Thousands of individuals across the UK took part in the digital action, documenting the branded plastic and packaging pollution they found during their isolated outdoor activity during the pandemic lockdown.
The UK’s plastic polluters
The campaign has revealed that just 12 big brands are responsible for over half of the UK’s plastic and packaging pollution.
Coca-Cola was identified as the worst polluter out of 207 brands, responsible for 15% of the plastic waste recorded.
The plastic pollution crisis is choking our rivers, ocean and countryside, destroying delicate ecosystems and killing marine wildlife.
The #ReturnToOffender campaign calls on manufacturers to tackle plastic pollution and reaffirm commitments to eliminate single-use plastic packaging.
It’s asking them to support refill schemes, implement circular schemes to reuse and reprocess packaging and support the accelerated introduction of a deposit return scheme.
The blame game
As part of the #ReturnToOffender campaign, the public were encouraged to upload images of branded plastic and packaging pollution on social media, tagging manufacturers and asking for an update on their commitments to stop plastic pollution.
Over 30 brands directly responded to the public messages, nine of which were part of the ‘dirty dozen’.
Despite a small number of brands highlighting the action they were taking to reduce their plastic production, the majority of responses simply blamed the general public without acknowledging the systemic issues and plastic reduction strategies that businesses must adopt to protect the environment and finite resources.
Responsibility for plastic waste
Surfers Against Sewage is calling for a reduction of the production and consumption of single-use plastics.
Alongside the environmental action directed at big businesses, the marine conservation charity is also asking the UK government to introduce an ‘all in’ comprehensive Deposit Return Scheme and Extended Producer Responsibility by 2023 to ensure manufactures are responsible for 100% of the costs of their plastic waste management.

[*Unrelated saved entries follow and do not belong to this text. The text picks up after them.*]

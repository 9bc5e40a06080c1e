//! Hash related utils.

use hmac::Hmac;
use hmac::Mac;
use sha2::Sha256;

/// Uppercase hex encoded HMAC with SHA256 hash.
pub fn upper_hex_hmac_sha256(key: &[u8], content: &[u8]) -> String {
    // SAFETY: HMAC's new_from_slice always returns Ok - it handles any key length
    let mut h = Hmac::<Sha256>::new_from_slice(key).unwrap();
    h.update(content);

    hex::encode_upper(h.finalize().into_bytes())
}

#[cfg(test)]
mod tests {
    use super::*;

    #[test]
    fn test_upper_hex_hmac_sha256() {
        // RFC 4231 test case 2
        let sig = upper_hex_hmac_sha256(b"Jefe", b"what do ya want for nothing?");
        assert_eq!(
            sig,
            "5BDCC146BF60754E6A042426089575C75A003F089D2739839DEC58B964EC3843"
        );
    }
}
//! Decoding of the response envelope shared by every open platform api.

use bytes::Bytes;
use log::debug;
use serde::de::DeserializeOwned;
use serde::Deserialize;
use serde_json::value::RawValue;

use crate::utils::null_as_default;
use crate::{Error, ErrorDetail, ErrorResponse, Result};

/// Envelope code the platform uses for success.
pub const SUCCESS_CODE: &str = "0";

/// Envelope wraps every response of the open platform.
///
/// ```json
/// {"code":"0","data":{...},"request_id":"0ba2887315178178017221014"}
/// ```
#[derive(Debug, Clone, Default, Deserialize)]
pub struct Envelope {
    /// `"0"` on success.
    #[serde(default)]
    pub code: String,
    /// Payload of the call, kept undecoded until the caller picks a type.
    #[serde(default)]
    pub data: Option<Box<RawValue>>,
    /// Request id assigned by the platform.
    #[serde(default)]
    pub request_id: String,
    /// Error type, only set on failure.
    #[serde(default, rename = "type")]
    pub kind: String,
    /// Error message, only set on failure.
    #[serde(default)]
    pub message: String,
    /// Field level error details, only set on validation failures.
    #[serde(default, deserialize_with = "null_as_default")]
    pub detail: Vec<ErrorDetail>,
}

impl Envelope {
    /// Check if the envelope reports success.
    pub fn is_success(&self) -> bool {
        self.code == SUCCESS_CODE
    }

    /// Decode `data` into `T`.
    ///
    /// A missing, empty or `null` data field means "no data" and returns
    /// `Ok(None)`.
    pub fn decode_data<T: DeserializeOwned>(&self) -> Result<Option<T>> {
        let Some(raw) = &self.data else {
            return Ok(None);
        };
        let raw = raw.get().trim();
        if raw.is_empty() || raw == "null" {
            return Ok(None);
        }

        serde_json::from_str(raw).map(Some).map_err(|e| {
            Error::malformed_response("unable to decode envelope data")
                .with_source(e)
                .with_context(format!("request_id: {}", self.request_id))
        })
    }

    fn into_error_response(self, status: http::StatusCode) -> ErrorResponse {
        ErrorResponse {
            status: Some(status),
            code: self.code,
            kind: self.kind,
            message: self.message,
            request_id: self.request_id,
            detail: self.detail,
        }
    }
}

/// Validate a raw response and decode its envelope.
///
/// - Non-2xx status returns [`crate::ErrorKind::Status`] with whatever error
///   fields could be parsed from the body.
/// - A body that is not an envelope returns [`crate::ErrorKind::MalformedResponse`].
/// - An envelope whose code isn't `"0"` returns [`crate::ErrorKind::Api`].
///
/// On success the envelope is returned together with the untouched body, so
/// endpoints that don't nest their payload under `data` can decode it
/// themselves.
pub fn check_response(resp: http::Response<Bytes>) -> Result<(Envelope, Bytes)> {
    let (parts, body) = resp.into_parts();
    let status = parts.status;

    if !status.is_success() {
        debug!("open platform responded with status {status}");
        let mut err_resp: ErrorResponse = serde_json::from_slice(&body).unwrap_or_default();
        err_resp.status = Some(status);
        return Err(Error::status(err_resp));
    }

    let envelope: Envelope = serde_json::from_slice(&body).map_err(|e| {
        Error::malformed_response("unable to decode response envelope")
            .with_source(e)
            .with_context(format!("response_length: {}", body.len()))
    })?;

    if !envelope.is_success() {
        debug!(
            "open platform returned code {} for request {}",
            envelope.code, envelope.request_id
        );
        return Err(Error::api(envelope.into_error_response(status)));
    }

    Ok((envelope, body))
}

‘Anti-littering campaigns will be set for further failure unless the root causes of plastic pollution are addressed through a radical change in our approach to materials and recycling systems. Big business continues to put profits ahead of preventing plastic pollution and we urge them to deliver fast and meaningful action today to protect the planet.’
Head of campaigns at Surfers Against Sewage
The wave of waste
As lockdown restrictions lift and the public return to their most-missed environments, we are already seeing a vast increase of plastic and packaging pollution on UK beaches.

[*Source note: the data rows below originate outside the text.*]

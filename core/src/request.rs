use std::mem;
use std::str::FromStr;

use http::uri::Authority;
use http::uri::PathAndQuery;
use http::uri::Scheme;
use http::Method;
use http::Uri;

use crate::Error;
use crate::Params;
use crate::Result;

/// Base path every REST api lives under.
pub const REST_PREFIX: &str = "/rest";

/// Signing context for a query-only request.
#[derive(Debug)]
pub struct SigningRequest {
    /// HTTP method.
    pub method: Method,
    /// HTTP scheme.
    pub scheme: Scheme,
    /// HTTP authority.
    pub authority: Authority,
    /// HTTP path, still percent encoded.
    pub path: String,
    /// Query parameters.
    pub params: Params,
}

impl SigningRequest {
    /// Build a signing context from http::request::Parts.
    pub fn build(parts: &mut http::request::Parts) -> Result<Self> {
        let uri = mem::take(&mut parts.uri).into_parts();
        let paq = uri
            .path_and_query
            .unwrap_or_else(|| PathAndQuery::from_static("/"));

        Ok(SigningRequest {
            method: parts.method.clone(),
            scheme: uri.scheme.unwrap_or(Scheme::HTTPS),
            authority: uri.authority.ok_or_else(|| {
                Error::request_invalid("request without authority is invalid for signing")
            })?,
            path: paq.path().to_string(),
            params: paq.query().map(Params::parse).unwrap_or_default(),
        })
    }

    /// The api name used in the string to sign, which is the path without
    /// the `/rest` prefix.
    pub fn api(&self) -> &str {
        api_path(&self.path)
    }

    /// Apply the signing context back to http::request::Parts.
    pub fn apply(self, parts: &mut http::request::Parts) -> Result<()> {
        parts.method = self.method;
        parts.uri = {
            let mut uri_parts = mem::take(&mut parts.uri).into_parts();
            uri_parts.scheme = Some(self.scheme);
            uri_parts.authority = Some(self.authority);
            uri_parts.path_and_query = {
                let paq = if self.params.is_empty() {
                    self.path
                } else {
                    let query = self.params.encode();
                    let mut s = self.path;
                    s.reserve(query.len() + 1);
                    s.push('?');
                    s.push_str(&query);
                    s
                };

                Some(PathAndQuery::from_str(&paq)?)
            };
            Uri::from_parts(uri_parts)?
        };

        Ok(())
    }
}

/// Strip the `/rest` base path from an url path.
///
/// ```
/// use lazop_core::api_path;
///
/// assert_eq!(api_path("/rest/brands/get"), "/brands/get");
/// assert_eq!(api_path("/brands/get"), "/brands/get");
/// ```
pub fn api_path(path: &str) -> &str {
    path.strip_prefix(REST_PREFIX).unwrap_or(path)
}
use std::fmt;

use http::StatusCode;
use serde::Deserialize;
use thiserror::Error;

use crate::utils::null_as_default;

/// The error type for lazop operations
#[derive(Error, Debug)]
#[error("{}", self.render())]
pub struct Error {
    kind: ErrorKind,
    message: String,
    #[source]
    source: Option<anyhow::Error>,
    context: Vec<String>,
    response: Option<Box<ErrorResponse>>,
}

/// The kind of error that occurred
#[derive(Debug, Clone, Copy, PartialEq, Eq)]
#[non_exhaustive]
pub enum ErrorKind {
    /// Request cannot be built (malformed url, payload serialization failed, etc.)
    RequestInvalid,

    /// Configuration error (missing app key or secret, unknown region)
    ConfigInvalid,

    /// The operation requires a client bound to an access token.
    TokenRequired,

    /// Sending the request failed before any response was obtained.
    Transport,

    /// The response body is not a well-formed envelope, or its data
    /// doesn't match the expected shape.
    MalformedResponse,

    /// The platform answered with a non-2xx http status.
    Status,

    /// The platform answered with an envelope whose code is not `"0"`.
    Api,

    /// Unexpected errors.
    Unexpected,
}

impl Error {
    /// Create a new error with the given kind and message
    pub fn new(kind: ErrorKind, message: impl Into<String>) -> Self {
        Self {
            kind,
            message: message.into(),
            source: None,
            context: Vec::new(),
            response: None,
        }
    }

    /// Add a source error
    pub fn with_source(mut self, source: impl Into<anyhow::Error>) -> Self {
        self.source = Some(source.into());
        self
    }

    /// Append a line of context, like `uri: https://...`.
    pub fn with_context(mut self, context: impl Into<String>) -> Self {
        self.context.push(context.into());
        self
    }

    /// Attach the structured error response decoded from the platform.
    pub fn with_response(mut self, response: ErrorResponse) -> Self {
        self.response = Some(Box::new(response));
        self
    }

    /// Get the error kind
    pub fn kind(&self) -> ErrorKind {
        self.kind
    }

    /// Get the error message
    pub fn message(&self) -> &str {
        &self.message
    }

    /// Get the context lines attached to this error.
    pub fn context(&self) -> &[String] {
        &self.context
    }

    /// Get the structured error response returned by the platform, if any.
    ///
    /// Only errors of kind [`ErrorKind::Api`] and [`ErrorKind::Status`] carry one.
    pub fn response(&self) -> Option<&ErrorResponse> {
        self.response.as_deref()
    }

    fn render(&self) -> String {
        let mut s = self.message.clone();
        if let Some(resp) = &self.response {
            s.push_str(": ");
            s.push_str(&resp.to_string());
        }
        for ctx in &self.context {
            s.push_str(", ");
            s.push_str(ctx);
        }
        s
    }
}

// Convenience constructors
impl Error {
    /// Create a request invalid error
    pub fn request_invalid(message: impl Into<String>) -> Self {
        Self::new(ErrorKind::RequestInvalid, message)
    }

    /// Create a config invalid error
    pub fn config_invalid(message: impl Into<String>) -> Self {
        Self::new(ErrorKind::ConfigInvalid, message)
    }

    /// Create a token required error
    pub fn token_required() -> Self {
        Self::new(
            ErrorKind::TokenRequired,
            "an access token is required for this api call",
        )
    }

    /// Create a transport error
    pub fn transport(message: impl Into<String>) -> Self {
        Self::new(ErrorKind::Transport, message)
    }

    /// Create a malformed response error
    pub fn malformed_response(message: impl Into<String>) -> Self {
        Self::new(ErrorKind::MalformedResponse, message)
    }

    /// Create an error for a non-2xx http status.
    pub fn status(response: ErrorResponse) -> Self {
        let message = match response.status {
            Some(status) => format!("unexpected http status {status}"),
            None => "unexpected http status".to_string(),
        };
        Self::new(ErrorKind::Status, message).with_response(response)
    }

    /// Create an error for an envelope that carries a failure code.
    pub fn api(response: ErrorResponse) -> Self {
        Self::new(ErrorKind::Api, "open platform returned an error").with_response(response)
    }

    /// Create an unexpected error
    pub fn unexpected(message: impl Into<String>) -> Self {
        Self::new(ErrorKind::Unexpected, message)
    }
}

impl fmt::Display for ErrorKind {
    fn fmt(&self, f: &mut fmt::Formatter<'_>) -> fmt::Result {
        match self {
            ErrorKind::RequestInvalid => write!(f, "invalid request"),
            ErrorKind::ConfigInvalid => write!(f, "invalid configuration"),
            ErrorKind::TokenRequired => write!(f, "access token required"),
            ErrorKind::Transport => write!(f, "transport failure"),
            ErrorKind::MalformedResponse => write!(f, "malformed response"),
            ErrorKind::Status => write!(f, "unexpected http status"),
            ErrorKind::Api => write!(f, "api error"),
            ErrorKind::Unexpected => write!(f, "unexpected error"),
        }
    }
}

/// Convenience type alias for Results
pub type Result<T> = std::result::Result<T, Error>;

/// ErrorResponse carries everything the platform told us about a failed call.
#[derive(Debug, Clone, Default, PartialEq, Eq, Deserialize)]
#[serde(default)]
pub struct ErrorResponse {
    /// Http status of the response, if known.
    #[serde(skip)]
    pub status: Option<StatusCode>,
    /// Platform error code, e.g. `IllegalAccessToken`.
    pub code: String,
    /// Error type, e.g. `ISV` or `SYSTEM`.
    #[serde(rename = "type")]
    pub kind: String,
    /// Human readable message.
    pub message: String,
    /// Request id assigned by the platform.
    pub request_id: String,
    /// Field level details for validation failures.
    #[serde(deserialize_with = "null_as_default")]
    pub detail: Vec<ErrorDetail>,
}

/// ErrorDetail is a single field level failure.
#[derive(Debug, Clone, Default, PartialEq, Eq, Deserialize)]
#[serde(default)]
pub struct ErrorDetail {
    /// Name of the offending field.
    pub field: String,
    /// What is wrong with it.
    pub message: String,
}

impl fmt::Display for ErrorResponse {
    fn fmt(&self, f: &mut fmt::Formatter<'_>) -> fmt::Result {
        write!(f, "{} {} {}", self.code, self.kind, self.message)?;
        if !self.request_id.is_empty() {
            write!(f, " (request_id: {})", self.request_id)?;
        }
        for d in &self.detail {
            write!(f, "\nField: {}, Message: {}", d.field, d.message)?;
        }
        Ok(())
    }
}

// Common From implementations
impl From<http::Error> for Error {
    fn from(err: http::Error) -> Self {
        Self::request_invalid(err.to_string()).with_source(anyhow::Error::from(err))
    }
}

impl From<http::uri::InvalidUri> for Error {
    fn from(err: http::uri::InvalidUri) -> Self {
        Self::request_invalid(err.to_string()).with_source(anyhow::Error::from(err))
    }
}

impl From<http::uri::InvalidUriParts> for Error {
    fn from(err: http::uri::InvalidUriParts) -> Self {
        Self::request_invalid(err.to_string()).with_source(anyhow::Error::from(err))
    }
}

impl From<http::header::InvalidHeaderValue> for Error {
    fn from(err: http::header::InvalidHeaderValue) -> Self {
        Self::request_invalid(err.to_string()).with_source(anyhow::Error::from(err))
    }
}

This highlights the sheer scale of single-use plastics being pumped onto the market and into public hands without sufficient recycling systems to contain and control the ‘wave of waste’.

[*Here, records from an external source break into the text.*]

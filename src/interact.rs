// Turns raw window mouse state into ripple spawns.
// Visual: a press always lands a ripple; dragging lays a trail, thinned
// by the minimum-distance throttle when one is configured.

use crate::ripples::{RippleEvent, RippleLog};

pub struct PointerTracker {
    width: f32,
    height: f32,
    min_drag_dist: f32,             // display px; 0 accepts any drag movement
    was_down: bool,
    last_spawn: Option<(f32, f32)>, // display px of the last accepted sample
}

impl PointerTracker {
    pub fn new(width: usize, height: usize, min_drag_dist: f32) -> Self {
        Self {
            width: width as f32,
            height: height as f32,
            min_drag_dist,
            was_down: false,
            last_spawn: None,
        }
    }

    /// Switching renderer variants changes the throttle mid-run.
    pub fn set_min_drag_dist(&mut self, min_drag_dist: f32) {
        self.min_drag_dist = min_drag_dist;
    }

    /// Feed one frame's polled mouse state; appends at most one event.
    /// Appends happen here, between frames, so the render pass always
    /// reads a settled log.
    pub fn sample(
        &mut self,
        down: bool,
        pos: Option<(f32, f32)>,
        now: f32,
        log: &mut RippleLog,
    ) {
        if !down {
            self.was_down = false;
            self.last_spawn = None;
            return;
        }

        let pressed = !self.was_down;
        self.was_down = true;

        let Some((mx, my)) = pos else {
            return;
        };

        // Clamp into the window before normalizing; the field never sees
        // a coordinate outside [0,1].
        let mx = mx.clamp(0.0, self.width - 1.0);
        let my = my.clamp(0.0, self.height - 1.0);

        if !pressed {
            if let Some((lx, ly)) = self.last_spawn {
                let dx = mx - lx;
                let dy = my - ly;
                // A held, unmoved pointer spawns nothing; a drag must
                // travel past the throttle distance.
                if (dx * dx + dy * dy).sqrt() <= self.min_drag_dist {
                    return;
                }
            }
        }

        self.last_spawn = Some((mx, my));
        log.append(RippleEvent {
            x: mx / self.width,
            y: my / self.height,
            spawn_time: now,
        });
    }
}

The SAS ‘post-pandemic pollution poll’ revealed the main actions the public want to see in order to tackle the issue. The results range from education on the impacts of plastic to a reduction in plastic production.
As the UK emerges from the Covid-19 pandemic, it is vital that we ‘build back better’ and ensure that big business is held truly accountable for the full life-cycle of their products and the pollution they cause.